Former hospital in Queens, New York

Holliswood Hospital was a Hollis, Queens 100-bed psychiatric-specialty teaching hospital affiliated with the New York Institute of Technology College of Osteopathic Medicine. The hospital opened in 1986 and closed in 2013. Their patients included teenagers.

The hospital was opened as a for-profit venture. Their funding covered both those who have mental illnesses and also those with substance abuse problems, but "they treat those clients in separate programs." For out-patients who are on medications, when a problem occurs there is a need "to find out whether it is because he has stopped taking his medication, is taking other drugs or both."

Holliswood hosted "a 13 part series on public television" covering topics such as depression, including interviewing Mike Wallace.

==History==
The 1951-built structure housing Holliswood previously was "Terrace Heights Hospital, which had closed a year or so earlier."

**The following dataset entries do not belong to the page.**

//! Tree construction for the calculator grammar.

use crate::grammar::*;
use crate::tree::{BinOp, Func, Node, NodeKind, Reference};
use lrforge::{Child, ParseError, Pos, Rule, SymbolId, TokenValue, TreeBuilder};
use smartstring::alias::String;
use std::vec::IntoIter;

/// Builds [`Node`]s, one per reduction.
#[derive(Debug, Default)]
pub struct CalcBuilder {
    nodes: usize,
}

impl CalcBuilder {
    pub fn new() -> Self {
        Self::default()
    }

    /// Nodes built since creation.
    pub fn nodes(&self) -> usize {
        self.nodes
    }
}

/// Pulls children of a reduction in order.
struct Children {
    iter: IntoIter<Child<Node>>,
    pos: Pos,
}

impl Children {
    fn node(&mut self) -> Result<Box<Node>, ParseError> {
        match self.iter.next() {
            Some(Child::Node(n)) => Ok(Box::new(n)),
            _ => Err(ParseError::semantic(self.pos, "expected a subexpression")),
        }
    }

    fn value(&mut self) -> Result<TokenValue, ParseError> {
        match self.iter.next() {
            Some(Child::Token(t)) => Ok(t.value),
            _ => Err(ParseError::semantic(self.pos, "expected a token")),
        }
    }

    fn ident(&mut self) -> Result<String, ParseError> {
        match self.value()? {
            TokenValue::Ident(name) => Ok(name),
            _ => Err(ParseError::semantic(self.pos, "expected an identifier")),
        }
    }

    fn skip(&mut self) -> &mut Self {
        self.iter.next();
        self
    }
}

impl TreeBuilder for CalcBuilder {
    type Node = Node;

    fn apply_rule(
        &mut self,
        _lhs: SymbolId,
        rule: &Rule,
        children: Vec<Child<Node>>,
        pos: Pos,
    ) -> Result<Option<Node>, ParseError> {
        let mut c = Children {
            iter: children.into_iter(),
            pos,
        };
        let binary = |c: &mut Children, op| -> Result<NodeKind, ParseError> {
            let lhs = c.node()?;
            let rhs = c.skip().node()?;
            Ok(NodeKind::Binary { op, lhs, rhs })
        };
        let reference = |name, spec, time| NodeKind::Ref(Reference { name, spec, time });

        let kind = match rule.id() {
            ADD => binary(&mut c, BinOp::Add)?,
            SUB => binary(&mut c, BinOp::Sub)?,
            MUL => binary(&mut c, BinOp::Mul)?,
            DIV => binary(&mut c, BinOp::Div)?,
            POW => binary(&mut c, BinOp::Pow)?,
            NEG => NodeKind::Neg(c.skip().node()?),
            // Parentheses and `< Ref >` only widen the inner node's range.
            PAREN | REF => {
                let mut inner = c.skip().node()?;
                inner.pos = pos;
                self.nodes += 1;
                return Ok(Some(*inner));
            }
            INT => match c.value()? {
                TokenValue::Int(n) => NodeKind::Int(n),
                _ => return Err(ParseError::semantic(pos, "expected an integer")),
            },
            FLOAT => match c.value()? {
                TokenValue::Float(x) => NodeKind::Float(x),
                _ => return Err(ParseError::semantic(pos, "expected a number")),
            },
            VAR => NodeKind::Var(c.ident()?),
            CALL => {
                let name = c.ident()?;
                let func = Func::from_name(&name)
                    .ok_or_else(|| ParseError::semantic(pos, format!("unknown function {}", name)))?;
                NodeKind::Call {
                    func,
                    arg: c.skip().node()?,
                }
            }
            REF_NAME => reference(c.ident()?, None, None),
            REF_SPEC => {
                let name = c.ident()?;
                let spec = c.skip().ident()?;
                reference(name, Some(spec), None)
            }
            REF_TIME => {
                let name = c.ident()?;
                let spec = c.skip().ident()?;
                let time = c.skip().node()?;
                reference(name, Some(spec), Some(time))
            }
            _ => return Ok(None),
        };
        self.nodes += 1;
        Ok(Some(Node::new(kind, pos)))
    }
}
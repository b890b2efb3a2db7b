//! Command-line interface for the grammar compiler.

#[cfg(feature = "cli")]
mod real {
    use clap::Parser;
    use lrforge::ConfigError;
    use std::path::PathBuf;
    use std::process::ExitCode;

    #[derive(Parser)]
    #[command(about = "Compile an lrforge grammar into a parse table")]
    struct Args {
        /// Path to the input grammar file.
        #[arg(short = 'g', long)]
        grammar: PathBuf,

        /// Path to the output table file.
        #[arg(short = 'o', long)]
        output: PathBuf,

        /// Also write a report of rules, item sets and conflicts.
        #[arg(short = 'r', long)]
        report: Option<PathBuf>,

        /// Enable debug logging (off by default).
        #[arg(short = 'd', long)]
        debug: bool,
    }

    pub fn main() -> ExitCode {
        let args = Args::parse();
        let level = if args.debug {
            log::LevelFilter::Debug
        } else {
            log::LevelFilter::Warn
        };
        env_logger::Builder::from_default_env()
            .filter_level(level)
            .init();

        match lrforge_gen::compile(args.grammar, args.output, args.report) {
            Ok(summary) => {
                println!(
                    "{} rules, {} symbols, {} states",
                    summary.rules, summary.symbols, summary.states
                );
                ExitCode::SUCCESS
            }
            Err(err) => {
                if let Some(ConfigError::Conflicts(conflicts)) = err.downcast_ref::<ConfigError>() {
                    for conflict in conflicts {
                        eprintln!("{}", conflict);
                    }
                    eprintln!("{} conflicts, no table written", conflicts.len());
                } else {
                    eprintln!("error: {:#}", err);
                }
                ExitCode::FAILURE
            }
        }
    }
}

#[cfg(feature = "cli")]
fn main() -> std::process::ExitCode {
    real::main()
}

#[cfg(not(feature = "cli"))]
fn main() {
    eprintln!("lrforge-gen disabled (compiled without `cli` feature)");
}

Early in the year prior to their closing, they hired a new chief executive; fund raising was attempted. One of their causes for closing was that "a significant payer ... filed for bankruptcy."

===Aftermath===
Four years after Holliswood closed, the site had "garbage strewn across its grounds." In 2019 an application was filed with the local community board to tear down the building and approve a
"proposal to build 19 two-story one-family houses."

==Controversy==
"A Queens grand jury investigating the circumstances surrounding governmental approval of Holliswood Hospital has returned an indictment in the case" was reported 3 months after the hospital opened. Related to this was the question of if the director of clinical services, who subsequently quit, was properly appointed.